The Master: film volontairement dérangeant sur une secte et après?
Le film de Paul Thomas Anderson m'avait interpellé de part l'opposition annoncée entre deux grands acteurs américains: Joaquin Phoenix et Philip Seymour Hoffman généralement habités par leurs personnages.Par contre, le duel est inégal puisqu'il oppose un bon bougre innocent, non éduqué et influençable face à un gourou de secte retors, manipulateur et habitué à fuir la police et l'administration pour refondre son empire spirituel.Freddie Quell ( Phoenix), vétéran du Pacifique a donc eu deux refuges dans sa vie: des maîtresses d'un soir et l'alcool dont il abuse particulièrement.Sa vie est une série d'échecs avec ses semblables. Il est réduit aussi à un boulot terne de photographe qu'il n'aime pas particulièrement et qu'il doit quitter brutalement suite à un client qui l'énerve et qu'il finit par brutaliser devant ses collègues estomaqués. Un soir de beuverie habituelle, il échoue sur un bateau de plaisance. Il y fait la rencontre de Lancaster Dodd, gourou grassouillet et affable d'une secte en perpétuelle mouvement: la Cause.
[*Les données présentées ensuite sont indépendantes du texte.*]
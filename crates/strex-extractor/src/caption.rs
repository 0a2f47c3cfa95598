//! Dateline and wire-tag removal
//!
//! Agency copy often opens with `LOS ANGELES --` or `TIP - INS`. The
//! stripper removes such a run from the start of each sentence and joins
//! the sentences back into one text.

use strex_core::document::TAG_PROPER_NOUN;
use strex_core::{Document, Sentence};

use crate::matcher::{Matcher, PatternElement, TokenPattern, TokenPredicate};

/// Pattern identifiers in priority order
pub const CAPTION_PATTERNS: [&str; 3] = ["dateline", "dateline_location", "wire_tag"];

const DASHES: [&str; 2] = ["—", "-"];

/// Removes leading caption runs from sentences
#[derive(Debug, Clone)]
pub struct CaptionStripper {
    matcher: Matcher,
}

impl CaptionStripper {
    pub fn new() -> Self {
        let caps_start = || {
            PatternElement::new(TokenPredicate::IsUpper).and(TokenPredicate::IsSentStart)
        };
        let caps_optional = || PatternElement::new(TokenPredicate::IsUpper).optional();
        let double_hyphen = || PatternElement::new(TokenPredicate::orth("--"));
        let dash_optional = || PatternElement::new(TokenPredicate::orth_in(&DASHES)).optional();

        let mut matcher = Matcher::new();
        // LOS ANGELES -- (—)
        matcher.add(
            CAPTION_PATTERNS[0],
            vec![TokenPattern::new(vec![
                caps_start(),
                caps_optional(),
                double_hyphen(),
                dash_optional(),
            ])],
        );
        // PORTLAND, Ore. -- (—)
        matcher.add(
            CAPTION_PATTERNS[1],
            vec![TokenPattern::new(vec![
                caps_start(),
                caps_optional(),
                PatternElement::new(TokenPredicate::orth(",")),
                PatternElement::new(TokenPredicate::tag(TAG_PROPER_NOUN)),
                double_hyphen(),
                dash_optional(),
            ])],
        );
        matcher.add(
            CAPTION_PATTERNS[2],
            vec![TokenPattern::new(vec![
                PatternElement::new(TokenPredicate::orth("TIP")),
                PatternElement::new(TokenPredicate::orth("-")),
                PatternElement::new(TokenPredicate::orth("INS")),
            ])],
        );
        Self { matcher }
    }

    /// Sentence text with a leading caption removed
    ///
    /// One caption per call: stacked datelines such as `BOSTON -- MIAMI --`
    /// lose only the first, and a second pass removes the next.
    pub fn strip_sentence(&self, doc: &Document, sentence: Sentence) -> String {
        match self
            .matcher
            .first_anchored(doc, sentence.start, sentence.end)
        {
            Some(hit) => {
                tracing::debug!(
                    pattern = %hit.pattern,
                    caption = %doc.span_text(hit.start, hit.end),
                    "Stripped caption"
                );
                doc.span_text(hit.end, sentence.end)
            }
            None => doc.sentence_text(sentence),
        }
    }

    /// Stripped texts of the given sentences, in order
    pub fn strip_sentences(&self, doc: &Document, sentences: &[Sentence]) -> Vec<String> {
        sentences
            .iter()
            .map(|&sentence| self.strip_sentence(doc, sentence))
            .collect()
    }

    /// All sentences stripped and joined with single spaces
    pub fn strip_document(&self, doc: &Document) -> String {
        self.strip_sentences(doc, doc.sentences()).join(" ")
    }
}

impl Default for CaptionStripper {
    fn default() -> Self {
        Self::new()
    }
}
A ce moment-là, le pauvre Quell pense qu'il est accueilli par une famille de substitution qui le nourrit et le blanchit. Grave erreur d'appréciation de cet être perdu, inoffencif et prêt à servir le premier bienfaiteur venu.Le cruel Lancaster Dodd ( quasi semblable au personnage de Day-Lewis dans There will be blood) saisit la fragilité de Quell comme une aubaine pour relancer la dynamique de sa secte.A présent, ce dernier est enchaîné mais il s'illusionne que Dodd et sa famille tout aussi dépravée et malsaine, vont l'aider à se sentir mieux. Tout cela ne dur qu'un temps car Quell finit par se réveiller. Quand un élément gênant est introduit dans une secte, il n'y a pas trente six solutions: soit on le maltraite pour qu'il revienne dans le droit chemin, soit on l'épure en l'usant.C'est ce qui arrive à ce pauvre Freddie qui subira les pires tortures mentales.
Autant dire que ce film est à l'image du calvaire du Christ sur le mont Golgotta. Quell a beau s'interroger sur la cruauté de son bourreau, il n'arrive jamais véritablement à le fuir. La mise en scène et l'interprétation ont beau être remarquables, le spectateur trinque pendant 2h17.On s'interrogera hélas sur la finalité de l'entreprise.